In questo caso l’uovo fossile è del Cretaceo tardivo e presenta un nuovo taxon delle uova conosciute. La struttura dello strato proteinico e del sottile strato calcareo è coerente con un uovo a guscio molle privo di uno strato prismatico e di pori. Sebbene le scansioni di tomografia computerizzata (CT) del campione mostrano che al suo interno non sia conservato materiale scheletrico tuttavia, l’assegnazione ad un taxon di uova ci consente di descriverne la microstruttura e la conservazione. Si tratterebbe del primo resto di un uovo fossile scoperto in Antartide, uno dei pochi recuperati da un ambiente marino. Etimologicamente è stato inquadrato come  Antarcticoolithus bradyi,  da Antartica (Antartide) riferito al continente in cui è stato scoperto, e oolithus, dal greco antico ōión per uovo e líthos per pietra e bradyi, dal greco antico bradús per ritardato, che riflette i 160 anni che li divide con il primo uovo mesozoico proveniente da depositi marini poco profondi.

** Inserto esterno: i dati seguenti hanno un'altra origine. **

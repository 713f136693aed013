//! Renderable markup trees.
//!
//! A [`Servable`] is anything with a property bag that renders to text.
//! [`Component`] is a tagged node with ordered children, [`Style`] a CSS
//! rule, [`Animation`] a `@keyframes` block and [`StyleSheet`] a group of
//! the latter two in one `<style>` element. [`File`] renders a file from
//! disk.
//!
//! Rendering never mutates, so one instance can be rendered any number of
//! times, including after further edits.

pub mod component;
pub mod file;
pub mod style;
pub mod tags;

use std::fmt;

use indexmap::IndexMap;

use crate::connection::Connection;
use crate::error::{Error, Result};

pub use component::Component;
pub use file::File;
pub use style::{Animation, IntoKeyframe, Rule, Style, StyleSheet, animate, merge_style};

/// Insertion-ordered property bag. Keys are unique, re-setting overwrites
/// in place without moving the key.
pub type Properties = IndexMap<String, String>;

pub trait Servable: Send + Sync + fmt::Debug {
    fn name(&self) -> &str;

    fn properties(&self) -> &Properties;

    fn properties_mut(&mut self) -> &mut Properties;

    /// Appends the rendered form to `out`.
    fn render_into(&self, out: &mut String);

    fn clone_box(&self) -> Box<dyn Servable>;

    fn render(&self) -> String {
        let mut out = String::new();
        self.render_into(&mut out);
        out
    }

    /// Reads a property. Missing keys are an error, never an empty string.
    fn get(&self, key: &str) -> Result<&str> {
        self.properties()
            .get(key)
            .map(String::as_str)
            .ok_or_else(|| Error::PropertyNotFound(key.to_string()))
    }

    fn set(&mut self, key: &str, value: &str) {
        set_property(self, key, value);
    }

    /// Answers a request with this servable as the whole response body.
    fn serve(&self, conn: &mut Connection) -> Result<()> {
        let mut out = String::new();
        self.render_into(&mut out);
        conn.write(out.as_str());
        Ok(())
    }
}

impl Clone for Box<dyn Servable> {
    fn clone(&self) -> Self {
        self.clone_box()
    }
}

/// Sets `key` to `value`, overwriting any previous value.
pub fn set_property<S>(servable: &mut S, key: impl Into<String>, value: impl fmt::Display)
where
    S: Servable + ?Sized,
{
    servable
        .properties_mut()
        .insert(key.into(), value.to_string());
}

pub fn get_property<'a, S>(servable: &'a S, key: &str) -> Result<&'a str>
where
    S: Servable + ?Sized,
{
    servable.get(key)
}

/// Copies every property of `src` into `dst`, overwriting collisions.
/// Children are left alone.
pub fn copy_properties<D, S>(dst: &mut D, src: &S)
where
    D: Servable + ?Sized,
    S: Servable + ?Sized,
{
    let props = dst.properties_mut();
    for (k, v) in src.properties() {
        props.insert(k.clone(), v.clone());
    }
}

/// Marks `servable` with the class a [`Style`] selects on.
///
/// Pairing happens by name: `.card` and `card` both set `class="card"`.
/// The style itself still has to be written to the same response.
pub fn apply_style<S>(servable: &mut S, style: &Style)
where
    S: Servable + ?Sized,
{
    set_property(servable, "class", style.class_name());
}

/// Anything [`Connection::write`](crate::connection::Connection::write)
/// accepts.
pub trait Writable {
    fn write_into(&self, out: &mut String);
}

impl Writable for str {
    fn write_into(&self, out: &mut String) {
        out.push_str(self);
    }
}

impl Writable for String {
    fn write_into(&self, out: &mut String) {
        out.push_str(self);
    }
}

impl Writable for dyn Servable {
    fn write_into(&self, out: &mut String) {
        self.render_into(out);
    }
}

macro_rules! writable_servable {
    ($($ty:ty),*) => {
        $(impl Writable for $ty {
            fn write_into(&self, out: &mut String) {
                self.render_into(out);
            }
        })*
    };
}

writable_servable!(Component, File, Style, Animation, StyleSheet);

impl<T: Writable + ?Sized> Writable for Box<T> {
    fn write_into(&self, out: &mut String) {
        (**self).write_into(out);
    }
}

impl<T: Writable + ?Sized> Writable for &T {
    fn write_into(&self, out: &mut String) {
        (**self).write_into(out);
    }
}

impl<T: Writable> Writable for [T] {
    fn write_into(&self, out: &mut String) {
        for item in self {
            item.write_into(out);
        }
    }
}

impl<T: Writable> Writable for Vec<T> {
    fn write_into(&self, out: &mut String) {
        self.as_slice().write_into(out);
    }
}

pub(crate) fn escape_attr(value: &str, out: &mut String) {
    for ch in value.chars() {
        match ch {
            '&' => out.push_str("&amp;"),
            '<' => out.push_str("&lt;"),
            '>' => out.push_str("&gt;"),
            '"' => out.push_str("&quot;"),
            _ => out.push(ch),
        }
    }
}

Vediamo di descriverlo semplicemente
L’uovo, che possiamo vedere nella figura 1 presenta una forma ovoidale, con un aspetto “sgonfiato” (vedi nella Figura 1 il riquadro 1a). Il suo guscio è vitreo, fratturato verso l’interno e più scuro della matrice rocciosa circostante. È conservato come apatite e contiene cristalli di pirite isolati. Diverse pieghe sono visibili su tutti i lati della superficie dell’uovo, con un lato profondamente appiattito, suggerendo che il guscio d’uovo fosse originariamente molle. Uno strato esterno sottile e più scuro (di circa 100 µm), con un aspetto più granulare ed una maggiore concentrazione di calcio, viene identificato come calcareo e non mostra alcuna traccia di erosione.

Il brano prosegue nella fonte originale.